As a complementary approach to trying to remember an unfamiliar list of 8 items, considering that cardiac arrest is something most clinical staff rarely come across, it can be useful to view arrest as just a severe version of shock. Shock is far more commonly encountered by clinical staff, especially those working in hospitals, and conceptualising arrest in this way can be of dual educational and retention value. Shock is typically categorised in 4 groups provided by the acronym CHOD:
- C – Cardiogenic
- H – Hypovolaemic
- O – Obstructive
- D – Distributive
By viewing cardiac arrest as the extreme end of the shock spectrum, CHOD offers a higher-order mental model into which the 4 H’s and 4 T’s neatly fit. Some learners may find it easier to recall this short list of only 4 types of shock then consider the 4 H’s and Ts as merely subsets of this. Ideally learning both the list of 4 H’s and T’s and their place in the CHOD shock classification of causes may be complementary for memory retention value.

- C – Cardiogenic
- Shockable Rhythm
- Treatment –> Defibrillate –> refractory? –> Add Amiodarone (+ Double Sequential Defibrillation – not yet taught in ALS courses)
- Hypoxic Myocytes due to
- Hypoxaemia (H1)
- Treatment – Maximum Oxygen
- Ischaemia (T3 – Thrombosis – coronary)
- Treatment – Thrombolysis
- Hypoxaemia (H1)
- Sick Myocytes due to:
- 1) Toxins (T4 – Toxins)
- 2) Electrolytes/Metabolic extremes (H3 – High or low electrolytes & metabolic disorders)
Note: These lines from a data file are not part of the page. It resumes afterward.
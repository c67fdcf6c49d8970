//! Semantic-reasoning oracle: request/response contract and retrying client.
//!
//! The oracle is an external service that, given a package description and
//! a block of candidate terms, picks one term and reports a confidence. Its
//! answers are untrusted: they are parsed into [`RawMatchResult`] at the
//! boundary and checked against the vocabulary downstream.

pub mod error;
pub mod openai;

use std::time::Duration;

use serde::{Deserialize, Deserializer, Serialize};

pub use error::{OracleError, OracleResult};
pub use openai::{OpenAiOracle, OracleConfig};

/// One oracle call: a package and one chunk of candidate terms.
#[derive(Debug, Clone, PartialEq, Eq)]
pub struct OracleRequest {
    pub item_name: String,
    pub item_description: String,
    /// Newline-delimited `label: definition` entries.
    pub candidate_terms_block: String,
}

/// The oracle's answer, shape-checked but not yet validated against the
/// vocabulary.
#[derive(Debug, Clone, PartialEq, Serialize, Deserialize)]
pub struct RawMatchResult {
    #[serde(rename = "edam_id", alias = "id")]
    pub id: String,
    #[serde(rename = "edam_label", alias = "label")]
    pub label: String,
    #[serde(
        rename = "confidence_score",
        alias = "confidence",
        deserialize_with = "deserialize_confidence"
    )]
    pub confidence: f64,
    pub reasoning: String,
}

impl RawMatchResult {
    /// Trim fields, reject empty answers and clamp confidence into `[0, 1]`.
    pub fn sanitize(self) -> OracleResult<Self> {
        let id = self.id.trim().to_string();
        let label = self.label.trim().to_string();
        if id.is_empty() && label.is_empty() {
            return Err(OracleError::InvalidResponse {
                message: "both edam_id and edam_label are empty".into(),
            });
        }
        if !self.confidence.is_finite() {
            return Err(OracleError::InvalidResponse {
                message: format!("confidence {} is not a finite number", self.confidence),
            });
        }
        Ok(Self {
            id,
            label,
            confidence: self.confidence.clamp(0.0, 1.0),
            reasoning: self.reasoning.trim().to_string(),
        })
    }
}

fn deserialize_confidence<'de, D>(deserializer: D) -> Result<f64, D::Error>
where
    D: Deserializer<'de>,
{
    #[derive(Deserialize)]
    #[serde(untagged)]
    enum NumberOrText {
        Number(f64),
        Text(String),
    }

    match NumberOrText::deserialize(deserializer)? {
        NumberOrText::Number(n) => Ok(n),
        NumberOrText::Text(s) => s
            .trim()
            .parse::<f64>()
            .map_err(|_| serde::de::Error::custom(format!("confidence \"{s}\" is not a number"))),
    }
}

/// An external semantic-reasoning service.
///
/// Implementations must be `Send + Sync` so chunk queries can later be moved
/// onto a worker pool.
pub trait MatchOracle: Send + Sync {
    /// Pick the best candidate term for the request.
    fn query(&self, request: &OracleRequest) -> OracleResult<RawMatchResult>;
}

impl<O: MatchOracle + ?Sized> MatchOracle for &O {
    fn query(&self, request: &OracleRequest) -> OracleResult<RawMatchResult> {
        (**self).query(request)
    }
}

impl<O: MatchOracle + ?Sized> MatchOracle for Box<O> {
    fn query(&self, request: &OracleRequest) -> OracleResult<RawMatchResult> {
        (**self).query(request)
    }
}

/// Retry policy for transient oracle failures: linear backoff of
/// `backoff_step * attempt` between attempts.
#[derive(Debug, Clone, Copy, PartialEq, Eq)]
pub struct RetryPolicy {
    /// Total attempts per chunk, the first one included.
    pub max_attempts: u32,
    pub backoff_step: Duration,
}

impl Default for RetryPolicy {
    fn default() -> Self {
        Self {
            max_attempts: 3,
            backoff_step: Duration::from_secs(10),
        }
    }
}

impl RetryPolicy {
    /// Delay after the given failed attempt (1-based).
    pub fn delay_for_attempt(&self, attempt: u32) -> Duration {
        self.backoff_step.saturating_mul(attempt)
    }
}

/// Wraps an oracle with retry/backoff on rate limits and response
/// sanitizing.
pub struct MatchOracleClient<O> {
    oracle: O,
    policy: RetryPolicy,
}

impl<O: MatchOracle> MatchOracleClient<O> {
    pub fn new(oracle: O, policy: RetryPolicy) -> Self {
        Self { oracle, policy }
    }

    pub fn policy(&self) -> &RetryPolicy {
        &self.policy
    }

    /// The wrapped oracle.
    pub fn oracle(&self) -> &O {
        &self.oracle
    }

    /// Query one chunk. Rate limits are retried; any other failure returns
    /// immediately.
    pub fn query(
        &self,
        name: &str,
        description: &str,
        candidate_terms_block: &str,
    ) -> OracleResult<RawMatchResult> {
        let request = OracleRequest {
            item_name: name.to_string(),
            item_description: description.to_string(),
            candidate_terms_block: candidate_terms_block.to_string(),
        };
        let max_attempts = self.policy.max_attempts.max(1);

        let mut attempt = 1;
        loop {
            match self.oracle.query(&request) {
                Ok(raw) => return raw.sanitize(),
                Err(e) if e.is_transient() => {
                    if attempt >= max_attempts {
                        return Err(OracleError::AttemptsExhausted {
                            attempts: attempt,
                            message: e.to_string(),
                        });
                    }
                    let delay = self.policy.delay_for_attempt(attempt);
                    tracing::warn!(
                        package = name,
                        attempt,
                        max_attempts,
                        delay_secs = delay.as_secs_f64(),
                        error = %e,
                        "oracle rate limited, backing off"
                    );
                    std::thread::sleep(delay);
                    attempt += 1;
                }
                Err(e) => return Err(e),
            }
        }
    }
}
- 3) Temperature extremes (H4 – Hyper/hypothermia)
- Treatment – correct and give antidotes
- Shockable Rhythm
-
- HINT – these causes can be remembered simply as 3 x Cardiogenic causes, with sequentially 1, 2 & 3 sub-set causes/treatments
- 1) Shockable Rhythm
- 2) Hypoxic Myocytes –> (1 – Hypoxaemia 2 – Ischaemia)
- 3) Sick Myocytes –> (1 – Tox 2 – Electrolyte/Metabolic, 3 – Temperature)
- HINT – these causes can be remembered simply as 3 x Cardiogenic causes, with sequentially 1, 2 & 3 sub-set causes/treatments
- Hypovolaemia (H2 – Hypovolaemia (true))
- Fluid or blood loss
- Treatment – IV fluid and/or blood
- Obstructive
- The big 3 – Tension PTX (T1), Cardiac Tamponade (T2), Pulmonary Embolus (T3)
- Treatment is as per cause:
- Tension PTX – needle thoracostomy, finger thoracostomy
- Tamponade – pericardiocentesis
- PE – thrombolysis
- Distributive (H2 – Hypovolaemia (relative))
- e.g. due to sepsis, anaphylaxis, neurogenic causes
- Treatment – IV adrenaline + IV fluids
Summary
This simple phrase“Buy time until someone fixes something” captures the essence of ALS. Breaking this phrase into its components while conceptualising what can be fixed (the 4 Hs and 4Ts) as merely treating severe shock (CHOD) can be useful complementary mental strategies to the traditional approach provided for teaching, learning and most importantly retaining and enacting the key components of ALS.